The Sharing Economy: What You Should Know Before Jumping In

Authors: Courtney Burke, JD, CPCU, Michael Goldman, FCAS, MAAA, Les Vernon, FCAS, MAAA
The proliferation of the sharing economy impacts both commercial and personal property casualty insurance by creating new insurance needs. This new landscape brings many opportunities to better serve your customers – but also plenty of pitfalls. If your company is considering undertaking a new insurance product development project to address the needs of this fast-growing and quickly evolving marketplace, here are some key factors to keep in mind.

Mind the gap

Networking companies like UBER, Lyft and Airbnb have specific insurance needs that require customized commercial insurance. If not modified, traditional personal auto and homeowners policies may have gaps in insurance coverage for transportation network drivers and home sharing network hosts due to standard exclusions. For example, although UBER provides liability insurance for its drivers while they are working and Airbnb provides host protection insurance covering third-party liability claims related to a stay, the driver or host may not be protected for damage to their personal property.
The sharing economy also impacts the accident and health insurance industry. The majority of gig workers, i.e. service providers in the sharing economy like UBER drivers or Taskers on TaskRabbit, do not receive employee benefits through their networking companies. This creates a market for individual supplemental health products customized for gig workers.
These gaps create opportunities for insurance companies to develop bespoke products that address highly specific coverage needs.

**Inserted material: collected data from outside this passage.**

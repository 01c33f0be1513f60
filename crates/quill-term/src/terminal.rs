// SPDX-License-Identifier: MIT
//
// Terminal control — raw mode, alternate screen, and RAII cleanup.
//
// Safety: This module necessarily uses `unsafe` for termios (tcgetattr,
// tcsetattr), ioctl (TIOCGWINSZ), isatty, and raw fd writes. These are
// the standard POSIX interfaces for terminal control — there is no safe
// alternative. Each unsafe block is minimal and documented.
#![allow(unsafe_code)]
//
// This module owns the terminal's raw state. It enters raw mode via termios,
// switches to the alternate screen, and guarantees cleanup on drop — even if
// the editor panics mid-repaint.
//
// The panic hook deserves special mention: it bypasses Rust's stdout lock
// entirely, writing a pre-built restore sequence directly to fd 1. This
// prevents deadlock if the panic happened while holding the stdout lock
// (common during a repaint). One raw write, everything restored, then the
// original panic handler prints its message to a working terminal.

use std::io::{self, Write};
use std::sync::{Mutex, Once};

use crate::ansi;

// ─── Size ───────────────────────────────────────────────────────────────────

/// Terminal dimensions in character cells.
#[derive(Debug, Clone, Copy, PartialEq, Eq)]
pub struct Size {
    /// Number of columns (width in character cells).
    pub cols: u16,
    /// Number of rows (height in character cells).
    pub rows: u16,
}

// ─── Terminal Queries ───────────────────────────────────────────────────────

/// Query the current terminal size via `ioctl(TIOCGWINSZ)`.
///
/// Returns `None` if stdout is not a terminal or the query fails.
#[cfg(unix)]
#[must_use]
pub fn get_size() -> Option<Size> {
    let mut ws: libc::winsize = unsafe { std::mem::zeroed() };
    let result = unsafe { libc::ioctl(libc::STDOUT_FILENO, libc::TIOCGWINSZ, &mut ws) };

    if result == 0 && ws.ws_col > 0 && ws.ws_row > 0 {
        Some(Size {
            cols: ws.ws_col,
            rows: ws.ws_row,
        })
    } else {
        None
    }
}

#[cfg(not(unix))]
#[must_use]
pub fn get_size() -> Option<Size> {
    None
}

/// Check whether stdin is connected to a terminal (TTY).
#[cfg(unix)]
#[must_use]
pub fn is_tty() -> bool {
    unsafe { libc::isatty(libc::STDIN_FILENO) != 0 }
}

#[cfg(not(unix))]
#[must_use]
pub fn is_tty() -> bool {
    false
}

// ─── Panic-Safe Terminal Restore ────────────────────────────────────────────

/// Global backup of original termios for panic recovery.
///
/// The [`Terminal`] struct owns its own copy, but the panic hook can't
/// access it. This global backup — behind a [`Mutex`], not `static mut` —
/// lets the hook restore raw mode without the struct.
#[cfg(unix)]
static TERMIOS_BACKUP: Mutex<Option<libc::termios>> = Mutex::new(None);

/// Restore termios from the global backup. Best-effort, ignores errors.
#[cfg(unix)]
fn restore_termios_from_backup() {
    if let Ok(guard) = TERMIOS_BACKUP.lock() {
        if let Some(ref original) = *guard {
            unsafe {
                let _ = libc::tcsetattr(libc::STDIN_FILENO, libc::TCSANOW, original);
            }
        }
    }
}

/// Complete terminal restore sequence for emergency use.
///
/// Concatenation of: reset SGR attributes, show cursor, exit alternate
/// screen. Alternate screen exit is last so the restored shell content
/// appears with no editor artifacts.
#[rustfmt::skip]
const EMERGENCY_RESTORE: &[u8] = b"\
    \x1b[0m\
    \x1b[?25h\
    \x1b[?1049l";

/// Panic hook guard — ensures the hook is installed at most once per process.
static PANIC_HOOK_INSTALLED: Once = Once::new();

/// Install a panic hook that restores the terminal before printing the error.
///
/// Without this, a panic in raw mode leaves the user's terminal broken:
/// no echo, no line editing, no way to read the error message. Our hook
/// writes [`EMERGENCY_RESTORE`] directly to fd 1 (bypassing Rust's stdout
/// lock to avoid deadlock), restores termios, then delegates to the
/// original panic handler so the error prints to a working terminal.
fn install_panic_hook() {
    PANIC_HOOK_INSTALLED.call_once(|| {
        let original = std::panic::take_hook();
        std::panic::set_hook(Box::new(move |info| {
            emergency_restore();

            #[cfg(unix)]
            restore_termios_from_backup();

            original(info);
        }));
    });
}

/// Write the complete restore sequence directly to stdout's file descriptor.
///
/// Bypasses Rust's `io::stdout()` lock to avoid deadlocking if the panic
/// occurred while the lock was held (e.g., mid-repaint flush).
fn emergency_restore() {
    #[cfg(unix)]
    unsafe {
        let _ = libc::write(
            libc::STDOUT_FILENO,
            EMERGENCY_RESTORE.as_ptr().cast::<libc::c_void>(),
            EMERGENCY_RESTORE.len(),
        );
    }

    #[cfg(not(unix))]
    {
        let _ = io::stdout().write_all(EMERGENCY_RESTORE);
        let _ = io::stdout().flush();
    }
}

// ─── Terminal ───────────────────────────────────────────────────────────────

/// Terminal handle with RAII cleanup.
///
/// Call [`enter`](Self::enter) to switch to editor mode (raw mode, alternate
/// screen). The terminal is automatically restored when the handle is
/// dropped — even on panic.
///
/// # Example
///
/// ```no_run
/// use quill_term::terminal::Terminal;
///
/// let mut term = Terminal::new()?;
/// term.enter()?;
/// // ... repaint, handle input ...
/// // Terminal is restored automatically on drop.
/// # Ok::<(), std::io::Error>(())
/// ```
pub struct Terminal {
    /// Original termios saved before entering raw mode.
    #[cfg(unix)]
    original_termios: Option<libc::termios>,

    /// Current terminal size (cached, refresh with [`refresh_size`](Self::refresh_size)).
    size: Size,

    /// Whether we're in editor mode (raw + alt screen).
    active: bool,
}

impl Terminal {
    /// Create a terminal handle and query the current size.
    ///
    /// Does **not** enter editor mode — call [`enter`](Self::enter) for that.
    /// Falls back to 80×24 if the terminal size cannot be determined (e.g.,
    /// in tests or piped environments).
    ///
    /// # Errors
    ///
    /// Currently infallible, but returns `Result` for forward compatibility
    /// (e.g., Windows console API initialization).
    pub fn new() -> io::Result<Self> {
        let size = get_size().unwrap_or(Size { cols: 80, rows: 24 });

        Ok(Self {
            #[cfg(unix)]
            original_termios: None,
            size,
            active: false,
        })
    }

    /// Current terminal size (columns, rows).
    #[inline]
    #[must_use]
    pub const fn size(&self) -> Size {
        self.size
    }

    /// Re-query the terminal size from the OS.
    ///
    /// Returns the updated size and caches it internally.
    pub fn refresh_size(&mut self) -> Size {
        if let Some(s) = get_size() {
            self.size = s;
        }
        self.size
    }

    /// Whether we're currently in editor mode.
    #[inline]
    #[must_use]
    pub const fn is_active(&self) -> bool {
        self.active
    }

    /// Enter editor mode.
    ///
    /// Enables raw mode (via termios), switches to the alternate screen,
    /// and clears it. Idempotent: calling `enter()` while already active
    /// is a no-op.
    ///
    /// # Errors
    ///
    /// Returns an error if raw mode or terminal output fails.
    pub fn enter(&mut self) -> io::Result<()> {
        if self.active {
            return Ok(());
        }

        // Install the panic hook (once per process).
        install_panic_hook();

        // Enable raw mode (no-op if not a TTY).
        self.enable_raw_mode()?;

        // Batch all mode-switch sequences to stdout.
        let stdout = io::stdout();
        let mut lock = stdout.lock();
        ansi::enter_alt_screen(&mut lock)?;
        ansi::clear_screen(&mut lock)?;
        ansi::cursor_to(&mut lock, 0, 0)?;
        lock.flush()?;

        self.active = true;
        Ok(())
    }

    /// Leave editor mode and restore the terminal.
    ///
    /// Restores the original screen content and exits raw mode. Idempotent:
    /// calling `leave()` while inactive is a no-op.
    ///
    /// # Errors
    ///
    /// Returns an error if terminal output or termios restore fails.
    pub fn leave(&mut self) -> io::Result<()> {
        if !self.active {
            return Ok(());
        }

        let stdout = io::stdout();
        let mut lock = stdout.lock();
        ansi::reset(&mut lock)?;
        ansi::cursor_show(&mut lock)?;
        ansi::exit_alt_screen(&mut lock)?;
        lock.flush()?;
        drop(lock);

        self.disable_raw_mode()?;
        self.active = false;
        Ok(())
    }

    // ── Raw Mode (termios) ──────────────────────────────────────────

    #[cfg(unix)]
    fn enable_raw_mode(&mut self) -> io::Result<()> {
        use std::os::unix::io::AsRawFd;

        if !is_tty() {
            return Ok(());
        }

        let fd = io::stdin().as_raw_fd();

        unsafe {
            let mut termios: libc::termios = std::mem::zeroed();
            if libc::tcgetattr(fd, &raw mut termios) != 0 {
                return Err(io::Error::last_os_error());
            }

            // Save original for restore.
            self.original_termios = Some(termios);

            // Also save to global backup for the panic hook.
            if let Ok(mut guard) = TERMIOS_BACKUP.lock() {
                *guard = Some(termios);
            }

            // cfmakeraw equivalent: disable all line processing.
            termios.c_iflag &= !(libc::IGNBRK
                | libc::BRKINT
                | libc::PARMRK
                | libc::ISTRIP
                | libc::INLCR
                | libc::IGNCR
                | libc::ICRNL
                | libc::IXON);
            termios.c_oflag &= !libc::OPOST;
            termios.c_lflag &=
                !(libc::ECHO | libc::ECHONL | libc::ICANON | libc::ISIG | libc::IEXTEN);
            termios.c_cflag &= !(libc::CSIZE | libc::PARENB);
            termios.c_cflag |= libc::CS8;

            // VMIN=1, VTIME=0: read() blocks until at least 1 byte available.
            termios.c_cc[libc::VMIN] = 1;
            termios.c_cc[libc::VTIME] = 0;

            if libc::tcsetattr(fd, libc::TCSAFLUSH, &raw const termios) != 0 {
                return Err(io::Error::last_os_error());
            }
        }

        Ok(())
    }

    #[cfg(not(unix))]
    fn enable_raw_mode(&mut self) -> io::Result<()> {
        Ok(())
    }

    #[cfg(unix)]
    fn disable_raw_mode(&mut self) -> io::Result<()> {
        if let Some(ref original) = self.original_termios {
            use std::os::unix::io::AsRawFd;
            let fd = io::stdin().as_raw_fd();

            unsafe {
                if libc::tcsetattr(fd, libc::TCSAFLUSH, original) != 0 {
                    return Err(io::Error::last_os_error());
                }
            }

            // Clear the global backup — we've restored successfully.
            if let Ok(mut guard) = TERMIOS_BACKUP.lock() {
                *guard = None;
            }

            self.original_termios = None;
        }

        Ok(())
    }

    #[cfg(not(unix))]
    fn disable_raw_mode(&mut self) -> io::Result<()> {
        Ok(())
    }
}

impl Drop for Terminal {
    fn drop(&mut self) {
        if self.active {
            let _ = self.leave();
        }
    }
}

// ─── Tests ───────────────────────────────────────────────────────────────────

#[cfg(test)]
mod tests {
    use super::*;

    // ── Size ──────────────────────────────────────────────────────────

    #[test]
    fn size_equality() {
        assert_eq!(Size { cols: 80, rows: 24 }, Size { cols: 80, rows: 24 });
    }

    #[test]
    fn size_inequality() {
        assert_ne!(Size { cols: 80, rows: 24 }, Size { cols: 120, rows: 40 });
    }

    #[test]
    fn size_is_copy() {
        let a = Size { cols: 80, rows: 24 };
        let b = a;
        assert_eq!(a, b);
    }

    // ── Terminal queries ─────────────────────────────────────────────

    #[test]
    fn get_size_does_not_panic() {
        let _ = get_size();
    }

    #[test]
    fn is_tty_does_not_panic() {
        let _ = is_tty();
    }

    // ── Emergency restore sequence ──────────────────────────────────

    #[test]
    fn emergency_restore_is_valid_utf8() {
        std::str::from_utf8(EMERGENCY_RESTORE).unwrap();
    }

    #[test]
    fn emergency_restore_exits_alt_screen_last() {
        let s = std::str::from_utf8(EMERGENCY_RESTORE).unwrap();
        assert!(s.ends_with("\x1b[?1049l"));
    }

    #[test]
    fn emergency_restore_resets_and_shows_cursor() {
        let s = std::str::from_utf8(EMERGENCY_RESTORE).unwrap();
        assert!(s.contains("\x1b[0m"), "must reset SGR attributes");
        assert!(s.contains("\x1b[?25h"), "must show cursor");
    }

    // ── Terminal struct ─────────────────────────────────────────────

    #[test]
    fn terminal_new_succeeds() {
        let term = Terminal::new().unwrap();
        assert!(!term.is_active());
    }

    #[test]
    fn terminal_has_reasonable_default_size() {
        let term = Terminal::new().unwrap();
        let s = term.size();
        assert!(s.cols > 0);
        assert!(s.rows > 0);
    }

    #[test]
    fn terminal_enter_leave_cycle() {
        let mut term = Terminal::new().unwrap();
        assert!(!term.is_active());

        term.enter().unwrap();
        assert!(term.is_active());

        term.leave().unwrap();
        assert!(!term.is_active());
    }

    #[test]
    fn terminal_double_enter_is_idempotent() {
        let mut term = Terminal::new().unwrap();
        term.enter().unwrap();
        term.enter().unwrap();
        assert!(term.is_active());
        term.leave().unwrap();
    }

    #[test]
    fn terminal_double_leave_is_idempotent() {
        let mut term = Terminal::new().unwrap();
        term.enter().unwrap();
        term.leave().unwrap();
        term.leave().unwrap();
        assert!(!term.is_active());
    }

    #[test]
    fn terminal_leave_without_enter() {
        let mut term = Terminal::new().unwrap();
        term.leave().unwrap();
        assert!(!term.is_active());
    }

    #[test]
    fn terminal_drop_after_enter() {
        let mut term = Terminal::new().unwrap();
        term.enter().unwrap();
        drop(term);
    }

    #[test]
    fn terminal_refresh_size() {
        let mut term = Terminal::new().unwrap();
        let s = term.refresh_size();
        assert!(s.cols > 0);
        assert!(s.rows > 0);
        assert_eq!(s, term.size());
    }
}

Insurance + technology = opportunity

Much of the sharing economy is technology-based – services are engaged online or via a mobile phone application. If you’re considering targeting the sharing economy, you may need to mirror this online delivery model for your insurance products. This modernized distribution of insurance provides an opportunity for insurtech companies who can help deliver insurance products that feel native to this tech-centric landscape.

Finding the right insurance product development partner

As the sharing economy becomes more prevalent, you’ll likely begin to explore different methods to provide coverage. If you’re new to the sharing economy insurance market, you may wish to develop products with features specifically designed for this arena, including episodic or short-term insurance, or industry-specific coverage.
To design a solution that keeps pace with the market, you should partner with an insurance consultant who has extensive experience in developing new products. Experienced insurance product development consultants can draft coverage enhancements to incorporate specific coverages that may not be currently offered in your product. A product design consultant will also work with you to understand where coverage gaps or limitations exist in your current product and then make recommendations to address each.

Right pricing requires close actuarial attention

One of the sharing economy’s unique features is shortened exposure periods for coverage. Sharing economy insurance products typically offer coverage just during heightened time periods of exposure to risk, aka “insurance on-demand.” For example, home sharing insurance coverage, such as that offered by Airbnb, would depend on the frequency and length of stays, the number of guests, accessible areas of property, etc.
Understanding and correctly pricing for risks during unique exposure periods requires actuarial experience to correctly handle expense loads, increased risk of adverse selection, potential fraud and risk of litigation. If you’re thinking of entering the sharing economy, work with consulting actuaries and data scientists who have the expertise and experience to utilize predictive analytics and advanced pricing techniques in the development of rates.

Regulation varies by state

Sharing economy insurance products must comply with each state’s insurance regulations – those that apply to all insurance products as well as those specific to sharing economy insurance. For example, several states have passed specific legislation regarding transportation network companies. By working with an experienced regulatory compliance consultant in the markets and jurisdictions you wish to enter, you can ensure that your products comply with applicable regulations and that your products are filed with the states as required.
Strict governmental and industry oversight make insurance one of the most demanding industries for regular and accurate data reporting. Property and casualty insurance policies designed for the sharing economy present unique challenges. For example, for a ride-sharing driver, when is s/he covered by personal auto versus commercial auto? To which special statistical code does the vehicle get assigned? Your regulatory compliance consultants will make sure all these details are covered before you file.
To best capitalize on this exciting time, work with an experienced insurance consulting services team who can help you develop a proactive strategy to release products the correct way. In addition to actuarial expertise, make sure your partners possess years of statistical reporting experience, technical expertise, and data management best practices to help you navigate your unique reporting requirements. With a clear objective and the right team, you can develop a comprehensive solution that puts you ahead of the market in this new economy.